Adding/removing slaves (probably, but maybe not)
Test, test, test
Install from scratch, upgrade.
Convert to/from HA?
Adding and removing slaves. How long until they're ready?
Automatic failover.
Automatic failback. This would be nice, and doable. It should also be schedulable though. And probably off by default.
So one concern I have with pacemaker, and floating ips in general, is the requirement that the nodes will need to have some sort of proximity. The service IP address will need to be one that is routable to any node in the cluster. So this will rule out geographic redundancy.
This may be a restriction we want to accept though.
@ibaum Another shortcoming of the floating IP model is it cannot be used in some cloud infras, such as AWS, right? That may be something we have to accept but it's worth mentioning.
@ibaum This level of HA is not meant for geo-diversity / disaster recovery, it is meant for High Availability within a data center. For geo-diveristy we would want to look to the GitLab GEO product.
@northrup That seems reasonable. For the initial version then I'll look into automating pacemaker's floating ips.
@dblessing I'll do my best to leave the floating ip/load balancer functionality easily disabled and well documented so users can opt for their own solutions when needed.
@ibaum I see what @dblessing is saying, it does look like this is a pain in the arse as every provider does it differently and has a different API that you have to call in order to invoke the function.
@northrup@dblessing Right, I think initially my plan is to clearly document our expectations. For people who can't use pacemaker, it should be clear what they need to configure on their providers load balancer. It may be worth automating the larger providers (Amazon, Google) offerings down the road. But might be a bit much for the initial versions.
I've been spending some time getting pacemaker and it's dependencies built within omnibus. This has involved some (a lot of) back and forth with dependencies.
I've currently got corosync and it's dependencies building and installed, which does add about 50mb worth of files to omnibus. I'll go back through everything and make sure we're only installing run time dependencies, not build time.

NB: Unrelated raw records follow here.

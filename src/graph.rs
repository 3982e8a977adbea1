use std::time::{SystemTime, UNIX_EPOCH};

use crate::{
    commit::{Commit, Files, Parent},
    commit_id::CommitId,
    commit_store::{directory::DirectoryCommitStore, CommitStore},
    error::{Error, Result},
    repository::Repository,
    worktree::WorkTree,
};

/// A freshly created commit along with the staged paths that had vanished
/// from the working tree and so were left out of it.
#[derive(Debug, Clone)]
pub struct CommitReport {
    pub commit: Commit,
    pub skipped: Vec<String>,
}

/// Wall-clock seconds since the epoch.
pub fn now() -> f64 {
    SystemTime::now()
        .duration_since(UNIX_EPOCH)
        .map(|elapsed| elapsed.as_secs_f64())
        .unwrap_or_default()
}

/// Snapshots the full content of every staged path into a new commit.
///
/// Staged paths that no longer exist are skipped with a warning. Nothing is
/// persisted and no branch moves.
pub fn create_commit(
    work_tree: &WorkTree,
    message: &str,
    timestamp: f64,
    staged: &[String],
    parent: Option<CommitId>,
) -> Result<CommitReport> {
    if staged.is_empty() {
        return Err(Error::NothingToCommit);
    }
    let mut files = Files::new();
    let mut skipped = Vec::new();
    for path in staged {
        match work_tree.read(path)? {
            Some(content) => {
                files.insert(path.clone(), content);
            }
            None => {
                log::warn!("staged file {} no longer exists, skipping it", path);
                skipped.push(path.clone());
            }
        }
    }
    let commit = Commit::new(
        message.to_owned(),
        timestamp,
        files,
        parent.map(Parent::Single),
    );
    Ok(CommitReport { commit, skipped })
}

/// Walks a commit's ancestry backwards, following only the first parent of
/// merge commits.
///
/// Ends at a root commit, or early at a commit missing from the store.
pub struct History<'a, S> {
    store: &'a S,
    next: Option<CommitId>,
}

impl<'a, S: CommitStore> History<'a, S> {
    pub fn new(store: &'a S, start: Option<CommitId>) -> Self {
        Self { store, next: start }
    }
}

impl<'a, S: CommitStore> Iterator for History<'a, S> {
    type Item = Result<Commit>;

    fn next(&mut self) -> Option<Self::Item> {
        let id = self.next.take()?;
        match self.store.read(&id) {
            Ok(Some(commit)) => {
                self.next = commit.first_parent().cloned();
                Some(Ok(commit))
            }
            Ok(None) => {
                log::warn!("history truncated at missing commit {}", id);
                None
            }
            Err(err) => Some(Err(err)),
        }
    }
}

impl Repository {
    /// Commits the staged files onto the HEAD branch and clears the staging
    /// area.
    pub fn commit(&mut self, message: &str) -> Result<CommitReport> {
        self.commit_at(message, now())
    }

    /// [`Repository::commit`] with an explicit timestamp.
    pub fn commit_at(&mut self, message: &str, timestamp: f64) -> Result<CommitReport> {
        let staging = self.staged()?;
        let branch = self.read_head()?;
        let parent = self.read_branch(&branch)?;
        let report = create_commit(
            self.work_tree(),
            message,
            timestamp,
            staging.paths(),
            parent,
        )?;

        // object first, then the pointer, then the staging area
        self.write_commit(&report.commit)?;
        self.advance(&branch, report.commit.id())?;
        self.clear_staging()?;
        log::info!("committed {} on {}", report.commit.id(), branch);
        Ok(report)
    }

    /// History of the HEAD branch, newest first.
    pub fn history(&self) -> Result<History<'_, DirectoryCommitStore>> {
        let branch = self.read_head()?;
        Ok(self.history_from(self.read_branch(&branch)?))
    }

    pub fn history_from(&self, start: Option<CommitId>) -> History<'_, DirectoryCommitStore> {
        History::new(self.commits(), start)
    }
}

#[cfg(test)]
fn ids(history: impl Iterator<Item = Result<Commit>>) -> Vec<CommitId> {
    history.map(|commit| commit.unwrap().commit_id).collect()
}

#[test]
fn test_history_follows_first_parent() {
    use crate::commit_store::in_memory::InMemoryCommitStore;

    let mut store = InMemoryCommitStore::new();
    let root = Commit::new(String::from("root"), 1.0, Files::new(), None);
    let main = Commit::new(
        String::from("main work"),
        2.0,
        Files::new(),
        Some(Parent::Single(root.id().clone())),
    );
    let side = Commit::new(
        String::from("side work"),
        3.0,
        Files::new(),
        Some(Parent::Single(root.id().clone())),
    );
    let merge = Commit::new(
        String::from("merge"),
        4.0,
        Files::new(),
        Some(Parent::Merge([main.id().clone(), side.id().clone()])),
    );
    for commit in [&root, &main, &side, &merge] {
        store.insert(commit).unwrap();
    }

    let walked = ids(History::new(&store, Some(merge.id().clone())));
    assert_eq!(
        walked,
        vec![
            merge.id().clone(),
            main.id().clone(),
            root.id().clone()
        ]
    );
    // commits are immutable, so walking again gives the same sequence
    assert_eq!(walked, ids(History::new(&store, Some(merge.id().clone()))));
    assert_eq!(History::new(&store, None).count(), 0);
}

#[test]
fn test_history_truncates_at_missing_commit() {
    use crate::commit_store::in_memory::InMemoryCommitStore;

    let mut store = InMemoryCommitStore::new();
    let orphan_parent = CommitId::fingerprint("never stored", 0.5);
    let tip = Commit::new(
        String::from("tip"),
        1.0,
        Files::new(),
        Some(Parent::Single(orphan_parent)),
    );
    store.insert(&tip).unwrap();
    assert_eq!(
        ids(History::new(&store, Some(tip.id().clone()))),
        vec![tip.id().clone()]
    );
}

#[test]
fn test_first_commit_scenario() {
    let tempdir = tempfile::tempdir().unwrap();
    let (mut repo, _) = Repository::init(tempdir.path().into()).unwrap();
    std::fs::write(tempdir.path().join("a.txt"), "hi").unwrap();
    repo.stage("a.txt").unwrap();

    let report = repo.commit("first").unwrap();
    assert!(report.skipped.is_empty());

    let tip = repo.read_branch("main").unwrap().unwrap();
    assert_eq!(&tip, report.commit.id());
    let stored = repo.read_commit(&tip).unwrap();
    assert_eq!(
        stored.files,
        Files::from([(String::from("a.txt"), String::from("hi"))])
    );
    assert_eq!(stored.parent, None);
    assert_eq!(stored.message, "first");
    assert!(repo.staged().unwrap().is_empty());
}

#[test]
fn test_commit_chains_and_clears_staging() {
    let tempdir = tempfile::tempdir().unwrap();
    let (mut repo, _) = Repository::init(tempdir.path().into()).unwrap();
    for name in ["a.txt", "b.txt", "c.txt"] {
        std::fs::write(tempdir.path().join(name), name).unwrap();
        repo.stage(name).unwrap();
    }
    let first = repo.commit("first").unwrap().commit;
    assert_eq!(first.files.len(), 3);
    assert!(repo.staged().unwrap().is_empty());

    std::fs::write(tempdir.path().join("a.txt"), "changed").unwrap();
    repo.stage("a.txt").unwrap();
    let second = repo.commit("second").unwrap().commit;
    assert_eq!(second.parent, Some(Parent::Single(first.id().clone())));
    // snapshots only hold what was staged for them
    assert_eq!(
        second.files,
        Files::from([(String::from("a.txt"), String::from("changed"))])
    );

    let messages: Vec<String> = repo
        .history()
        .unwrap()
        .map(|commit| commit.unwrap().message)
        .collect();
    assert_eq!(messages, ["second", "first"]);

    // re-reading never changes what was written
    let again = repo.read_commit(first.id()).unwrap();
    assert_eq!(again.message, first.message);
    assert_eq!(again.files, first.files);
    assert_eq!(again.parent, first.parent);
}

#[test]
fn test_commit_skips_vanished_files() {
    let tempdir = tempfile::tempdir().unwrap();
    let (mut repo, _) = Repository::init(tempdir.path().into()).unwrap();
    std::fs::write(tempdir.path().join("a.txt"), "hi").unwrap();
    std::fs::write(tempdir.path().join("gone.txt"), "bye").unwrap();
    repo.stage("a.txt").unwrap();
    repo.stage("gone.txt").unwrap();
    std::fs::remove_file(tempdir.path().join("gone.txt")).unwrap();

    let report = repo.commit("partial").unwrap();
    assert_eq!(report.skipped, ["gone.txt"]);
    assert_eq!(report.commit.files.keys().collect::<Vec<_>>(), ["a.txt"]);
    assert!(repo.staged().unwrap().is_empty());
}

#[test]
fn test_commit_skips_files_replaced_by_directories() {
    let tempdir = tempfile::tempdir().unwrap();
    let (mut repo, _) = Repository::init(tempdir.path().into()).unwrap();
    std::fs::write(tempdir.path().join("a.txt"), "hi").unwrap();
    std::fs::write(tempdir.path().join("b"), "file for now").unwrap();
    repo.stage("a.txt").unwrap();
    repo.stage("b").unwrap();
    std::fs::remove_file(tempdir.path().join("b")).unwrap();
    std::fs::create_dir(tempdir.path().join("b")).unwrap();

    let report = repo.commit("m").unwrap();
    assert_eq!(report.skipped, ["b"]);
    assert_eq!(report.commit.files.keys().collect::<Vec<_>>(), ["a.txt"]);
}

#[test]
fn test_commit_with_nothing_staged() {
    let tempdir = tempfile::tempdir().unwrap();
    let (mut repo, _) = Repository::init(tempdir.path().into()).unwrap();
    assert!(matches!(repo.commit("x"), Err(Error::NothingToCommit)));
    assert_eq!(repo.read_branch("main").unwrap(), None);
    assert_eq!(
        std::fs::read_dir(repo.root().join("commits")).unwrap().count(),
        0
    );
}

#[test]
fn test_commit_id_collision_is_detected() {
    let tempdir = tempfile::tempdir().unwrap();
    let (mut repo, _) = Repository::init(tempdir.path().into()).unwrap();
    std::fs::write(tempdir.path().join("a.txt"), "hi").unwrap();
    repo.stage("a.txt").unwrap();
    let first = repo.commit_at("same", 100.0).unwrap().commit;

    repo.stage("a.txt").unwrap();
    assert!(matches!(
        repo.commit_at("same", 100.0),
        Err(Error::WriteConflict(id)) if &id == first.id()
    ));
    // the failed commit leaves the branch and the staging area alone
    assert_eq!(repo.read_branch("main").unwrap().as_ref(), Some(first.id()));
    assert_eq!(repo.staged().unwrap().paths(), ["a.txt"]);
}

The next step is glib, which pacemaker depends on. The latest stable does have a build time dependency on a newer version of pcre than most distributions have in their repositories. So that would require us to build an omnibus pcre, which also depends on ncurses, which is failing on centos due to wide character issues. I'll spend some time tomorrow walking back the glib version to one that maybe doesn't need so new of a version of pcre.
If possible we should consider an alternative setup that can also help setup Geo (which is a special case for HA, much simpler without the pacemaker, etc):
Tore down my dev cluster today, and attempted to spin it back up from scratch using the code from !1251 (closed). On the primary, I'm running into issues with the listen_address attribute. Once I change that, other calls start erroring that they can't reach the database over 127.0.0.1. I'll need to dig into that tomorrow. Ideally, local commands still talk to the db over the socket file, and only the standby server(s) use the network port.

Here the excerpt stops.